Я возвращаюсь в сады Эдема, а перед моей сторожкой лежат осколки, кто-то выбил у меня окно. Кто-то влез ко мне и разграбил сторожку. Исчез мой черный костюм. Конечно, сейчас, после войны, он был слишком хорош для меня, но все-таки я мог когда-нибудь надеть его и тем доказать, что у меня нынче праздничное настроение, а к черному костюму я мог бы надеть черные полуботинки, но и они исчезли, вдобавок исчезло грубошерстное дедушкино пальто, служившее мне верой и правдой, когда в нашей промозглой каморке я писал роман про человека, у которого было тринадцать догов. И жалкая стопочка нижнего белья похищена из комода, и мои карманные часы тоже.

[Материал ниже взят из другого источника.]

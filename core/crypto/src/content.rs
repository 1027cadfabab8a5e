//! Streaming content encryption in rclone's crypt data format.
//!
//! # Format
//! - Header: magic `RCLONE\0\0` (8 bytes) + random nonce (24 bytes)
//! - Blocks: up to 64 KiB of plaintext sealed with XSalsa20-Poly1305,
//!   written as tag (16 bytes) followed by ciphertext
//! - The nonce is incremented (little-endian) after every block
//!
//! Both directions are lazy: at most one block is held in memory at a time.

use bytes::{Bytes, BytesMut};
use crypto_secretbox::aead::generic_array::GenericArray;
use crypto_secretbox::aead::{AeadInPlace, KeyInit};
use crypto_secretbox::XSalsa20Poly1305;
use futures::stream;
use std::sync::Arc;

use veilvault_common::{ByteStream, ChunkReader, Error, Result};

/// File magic identifying the format.
pub const FILE_MAGIC: &[u8; 8] = b"RCLONE\x00\x00";
/// Nonce length.
pub const NONCE_SIZE: usize = 24;
/// Magic plus nonce.
pub const FILE_HEADER_SIZE: usize = FILE_MAGIC.len() + NONCE_SIZE;
/// Poly1305 tag prepended to each block.
pub const BLOCK_HEADER_SIZE: usize = 16;
/// Plaintext bytes per block.
pub const BLOCK_DATA_SIZE: usize = 64 * 1024;

/// Per-file nonce, incremented once per block.
#[derive(Debug, Clone, Copy, PartialEq, Eq)]
pub struct Nonce([u8; NONCE_SIZE]);

impl Nonce {
    pub fn random() -> Self {
        Self(rand::random::<[u8; NONCE_SIZE]>())
    }

    pub fn from_bytes(bytes: [u8; NONCE_SIZE]) -> Self {
        Self(bytes)
    }

    pub fn as_bytes(&self) -> &[u8; NONCE_SIZE] {
        &self.0
    }

    /// Add one, carrying from byte 0 upwards.
    pub fn increment(&mut self) {
        for byte in self.0.iter_mut() {
            let (next, overflow) = byte.overflowing_add(1);
            *byte = next;
            if !overflow {
                break;
            }
        }
    }
}

/// Seals and opens content blocks with the data key.
pub struct ContentCipher {
    aead: XSalsa20Poly1305,
}

impl ContentCipher {
    pub fn new(data_key: &[u8; 32]) -> Self {
        Self {
            aead: XSalsa20Poly1305::new(GenericArray::from_slice(data_key)),
        }
    }

    /// Seal one block: returns tag || ciphertext.
    pub fn seal_block(&self, nonce: &Nonce, plain: &[u8]) -> Result<Bytes> {
        let mut out = BytesMut::with_capacity(BLOCK_HEADER_SIZE + plain.len());
        out.resize(BLOCK_HEADER_SIZE, 0);
        out.extend_from_slice(plain);
        let tag = self
            .aead
            .encrypt_in_place_detached(
                GenericArray::from_slice(nonce.as_bytes()),
                b"",
                &mut out[BLOCK_HEADER_SIZE..],
            )
            .map_err(|e| Error::Crypto(format!("Block encryption failed: {}", e)))?;
        out[..BLOCK_HEADER_SIZE].copy_from_slice(&tag);
        Ok(out.freeze())
    }

    /// Open one sealed block produced by [`seal_block`](Self::seal_block).
    pub fn open_block(&self, nonce: &Nonce, sealed: &[u8]) -> Result<Bytes> {
        if sealed.len() <= BLOCK_HEADER_SIZE {
            return Err(Error::Crypto(
                "Encrypted block is truncated".to_string(),
            ));
        }
        let (tag, body) = sealed.split_at(BLOCK_HEADER_SIZE);
        let mut buf = BytesMut::from(body);
        self.aead
            .decrypt_in_place_detached(
                GenericArray::from_slice(nonce.as_bytes()),
                b"",
                &mut buf,
                GenericArray::from_slice(tag),
            )
            .map_err(|_| {
                Error::Crypto("Failed to authenticate decrypted block - bad password?".to_string())
            })?;
        Ok(buf.freeze())
    }
}

/// Size of the ciphertext produced for `plain_len` bytes of plaintext.
pub fn encrypted_size(plain_len: u64) -> u64 {
    let block = BLOCK_DATA_SIZE as u64;
    let blocks = plain_len.div_ceil(block);
    FILE_HEADER_SIZE as u64 + blocks * BLOCK_HEADER_SIZE as u64 + plain_len
}

/// Plaintext size of a ciphertext of `encrypted_len` bytes, or `None` if no
/// plaintext encrypts to that length.
pub fn decrypted_size(encrypted_len: u64) -> Option<u64> {
    let body = encrypted_len.checked_sub(FILE_HEADER_SIZE as u64)?;
    let full = (BLOCK_HEADER_SIZE + BLOCK_DATA_SIZE) as u64;
    let blocks = body / full;
    let rest = body % full;
    match rest {
        0 => Some(blocks * BLOCK_DATA_SIZE as u64),
        r if r > BLOCK_HEADER_SIZE as u64 => {
            Some(blocks * BLOCK_DATA_SIZE as u64 + r - BLOCK_HEADER_SIZE as u64)
        }
        _ => None,
    }
}

struct EncryptState {
    source: ChunkReader,
    cipher: Arc<ContentCipher>,
    nonce: Nonce,
    header_sent: bool,
    finished: bool,
}

/// Wrap `source` into a stream of ciphertext.
pub fn encrypt_stream(cipher: Arc<ContentCipher>, source: ByteStream) -> ByteStream {
    encrypt_stream_with_nonce(cipher, source, Nonce::random())
}

pub(crate) fn encrypt_stream_with_nonce(
    cipher: Arc<ContentCipher>,
    source: ByteStream,
    nonce: Nonce,
) -> ByteStream {
    let state = EncryptState {
        source: ChunkReader::new(source),
        cipher,
        nonce,
        header_sent: false,
        finished: false,
    };

    Box::pin(stream::try_unfold(state, |mut state| async move {
        if !state.header_sent {
            state.header_sent = true;
            let mut header = BytesMut::with_capacity(FILE_HEADER_SIZE);
            header.extend_from_slice(FILE_MAGIC);
            header.extend_from_slice(state.nonce.as_bytes());
            return Ok(Some((header.freeze(), state)));
        }
        if state.finished {
            return Ok(None);
        }

        let block = state.source.read_up_to(BLOCK_DATA_SIZE).await?;
        if block.is_empty() {
            return Ok(None);
        }
        if block.len() < BLOCK_DATA_SIZE {
            state.finished = true;
        }
        let sealed = state.cipher.seal_block(&state.nonce, &block)?;
        state.nonce.increment();
        Ok(Some((sealed, state)))
    }))
}

struct DecryptState {
    source: ChunkReader,
    cipher: Arc<ContentCipher>,
    nonce: Option<Nonce>,
}

/// Wrap a ciphertext stream into a stream of plaintext.
///
/// The header is read on first poll; authentication failures surface as
/// `Error::Crypto` items.
pub fn decrypt_stream(cipher: Arc<ContentCipher>, source: ByteStream) -> ByteStream {
    let state = DecryptState {
        source: ChunkReader::new(source),
        cipher,
        nonce: None,
    };

    Box::pin(stream::try_unfold(state, |mut state| async move {
        let mut nonce = match state.nonce {
            Some(nonce) => nonce,
            None => {
                let header = state.source.read_up_to(FILE_HEADER_SIZE).await?;
                if header.len() < FILE_HEADER_SIZE {
                    return Err(Error::Crypto("Encrypted file too short".to_string()));
                }
                if &header[..FILE_MAGIC.len()] != FILE_MAGIC {
                    return Err(Error::Crypto(
                        "Not an encrypted file - bad magic string".to_string(),
                    ));
                }
                let mut raw = [0u8; NONCE_SIZE];
                raw.copy_from_slice(&header[FILE_MAGIC.len()..]);
                Nonce::from_bytes(raw)
            }
        };

        let sealed = state
            .source
            .read_up_to(BLOCK_HEADER_SIZE + BLOCK_DATA_SIZE)
            .await?;
        if sealed.is_empty() {
            return Ok(None);
        }
        let plain = state.cipher.open_block(&nonce, &sealed)?;
        nonce.increment();
        state.nonce = Some(nonce);
        Ok(Some((plain, state)))
    }))
}

#[cfg(test)]
mod tests {
    use super::*;
    use futures::StreamExt;
    use proptest::prelude::*;
    use veilvault_common::{bytes_stream, collect_stream};

    fn cipher() -> Arc<ContentCipher> {
        Arc::new(ContentCipher::new(&[0x42u8; 32]))
    }

    async fn roundtrip(data: Vec<u8>, piece: usize) -> Vec<u8> {
        let encrypted = collect_stream(encrypt_stream(cipher(), bytes_stream(data, piece)))
            .await
            .unwrap();
        collect_stream(decrypt_stream(cipher(), bytes_stream(encrypted, piece + 3)))
            .await
            .unwrap()
    }

    #[test]
    fn test_nonce_increment_carries() {
        let mut nonce = Nonce::from_bytes([0u8; NONCE_SIZE]);
        nonce.increment();
        assert_eq!(nonce.as_bytes()[0], 1);

        let mut raw = [0u8; NONCE_SIZE];
        raw[0] = 0xFF;
        raw[1] = 0xFF;
        let mut nonce = Nonce::from_bytes(raw);
        nonce.increment();
        assert_eq!(&nonce.as_bytes()[..3], &[0, 0, 1]);
    }

    #[tokio::test]
    async fn test_empty_payload_is_header_only() {
        let encrypted = collect_stream(encrypt_stream(cipher(), bytes_stream(Vec::new(), 1)))
            .await
            .unwrap();
        assert_eq!(encrypted.len(), FILE_HEADER_SIZE);
        assert_eq!(&encrypted[..8], FILE_MAGIC);
        assert!(roundtrip(Vec::new(), 1).await.is_empty());
    }

    #[tokio::test]
    async fn test_roundtrip_across_block_boundaries() {
        for len in [1, BLOCK_DATA_SIZE - 1, BLOCK_DATA_SIZE, BLOCK_DATA_SIZE + 1, 3 * BLOCK_DATA_SIZE + 17] {
            let data: Vec<u8> = (0..len).map(|i| (i % 251) as u8).collect();
            assert_eq!(roundtrip(data.clone(), 10_000).await, data, "len {}", len);
        }
    }

    #[tokio::test]
    async fn test_encrypted_size_matches() {
        for len in [0usize, 5, BLOCK_DATA_SIZE, BLOCK_DATA_SIZE * 2 + 1] {
            let encrypted = collect_stream(encrypt_stream(cipher(), bytes_stream(vec![1u8; len], 4096)))
                .await
                .unwrap();
            assert_eq!(encrypted.len() as u64, encrypted_size(len as u64));
            assert_eq!(decrypted_size(encrypted.len() as u64), Some(len as u64));
        }
        assert_eq!(decrypted_size(10), None);
        assert_eq!(decrypted_size((FILE_HEADER_SIZE + BLOCK_HEADER_SIZE) as u64), None);
    }

    #[tokio::test]
    async fn test_fixed_nonce_is_deterministic() {
        let nonce = Nonce::from_bytes([9u8; NONCE_SIZE]);
        let a = collect_stream(encrypt_stream_with_nonce(cipher(), bytes_stream(&b"same"[..], 2), nonce))
            .await
            .unwrap();
        let b = collect_stream(encrypt_stream_with_nonce(cipher(), bytes_stream(&b"same"[..], 4), nonce))
            .await
            .unwrap();
        assert_eq!(a, b);
    }

    #[tokio::test]
    async fn test_tampered_block_fails() {
        let mut encrypted = collect_stream(encrypt_stream(cipher(), bytes_stream(&b"secret data"[..], 64)))
            .await
            .unwrap();
        let last = encrypted.len() - 1;
        encrypted[last] ^= 0x01;
        let result = collect_stream(decrypt_stream(cipher(), bytes_stream(encrypted, 64))).await;
        assert!(matches!(result, Err(Error::Crypto(_))));
    }

    #[tokio::test]
    async fn test_wrong_key_fails() {
        let encrypted = collect_stream(encrypt_stream(cipher(), bytes_stream(&b"secret"[..], 64)))
            .await
            .unwrap();
        let other = Arc::new(ContentCipher::new(&[0x43u8; 32]));
        let result = collect_stream(decrypt_stream(other, bytes_stream(encrypted, 64))).await;
        assert!(result.is_err());
    }

    #[tokio::test]
    async fn test_bad_header_rejected() {
        let short = collect_stream(decrypt_stream(cipher(), bytes_stream(&b"RCLONE"[..], 64))).await;
        assert!(matches!(short, Err(Error::Crypto(_))));

        let bad_magic = vec![0u8; FILE_HEADER_SIZE + 20];
        let result = collect_stream(decrypt_stream(cipher(), bytes_stream(bad_magic, 64))).await;
        assert!(matches!(result, Err(Error::Crypto(_))));
    }

    #[tokio::test]
    async fn test_decrypt_is_lazy() {
        // The first plaintext item arrives before the whole ciphertext is produced.
        let data = vec![7u8; BLOCK_DATA_SIZE * 4];
        let encrypted = encrypt_stream(cipher(), bytes_stream(data, BLOCK_DATA_SIZE));
        let mut plain = decrypt_stream(cipher(), encrypted);
        let first = plain.next().await.unwrap().unwrap();
        assert_eq!(first.len(), BLOCK_DATA_SIZE);
    }

    proptest! {
        #![proptest_config(ProptestConfig::with_cases(24))]
        #[test]
        fn prop_content_roundtrip(data in proptest::collection::vec(any::<u8>(), 0..200_000), piece in 1usize..70_000) {
            let rt = tokio::runtime::Builder::new_current_thread().build().unwrap();
            let out = rt.block_on(roundtrip(data.clone(), piece));
            prop_assert_eq!(out, data);
        }
    }
}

Отныне я начну выполнять требования, предъявляемые к человеку, который хочет прослыть мудрецом, отныне я буду иметь лишь то, что прикрывает мою наготу, то есть шерстяные солдатские носки, солдатские сапоги, бриджи, солдатскую рубашку без воротничка, белую куртку и зеленую шапочку, которую принес мне ветер, но главное, главное — я буду жить вне времени, ибо, как я уже говорил, мои часы ушли вместе с вором.
Я иду к Хёлерам в хозяйский дом и заявляю:
— Перед вами жертва ограбления.
Хёлеры потрясены. Они ровным счетом ничего не заметили. Должно быть, грабитель использовал время послеобеденного отдыха. Но откуда он знает привычки семейства Хёлеров? Во всяком случае, он чувствовал себя вполне уверенно, не спешил, он даже исследовал содержимое моего бумажника и изъял оттуда все наличные деньги, тогда как документы, временное удостоверение личности и судебное решение о разводе его не соблазнили. Награбленное добро он выбросил в окно и следом вылез сам. Легко можно себе представить, с каким невозмутимым спокойствием действовал вор.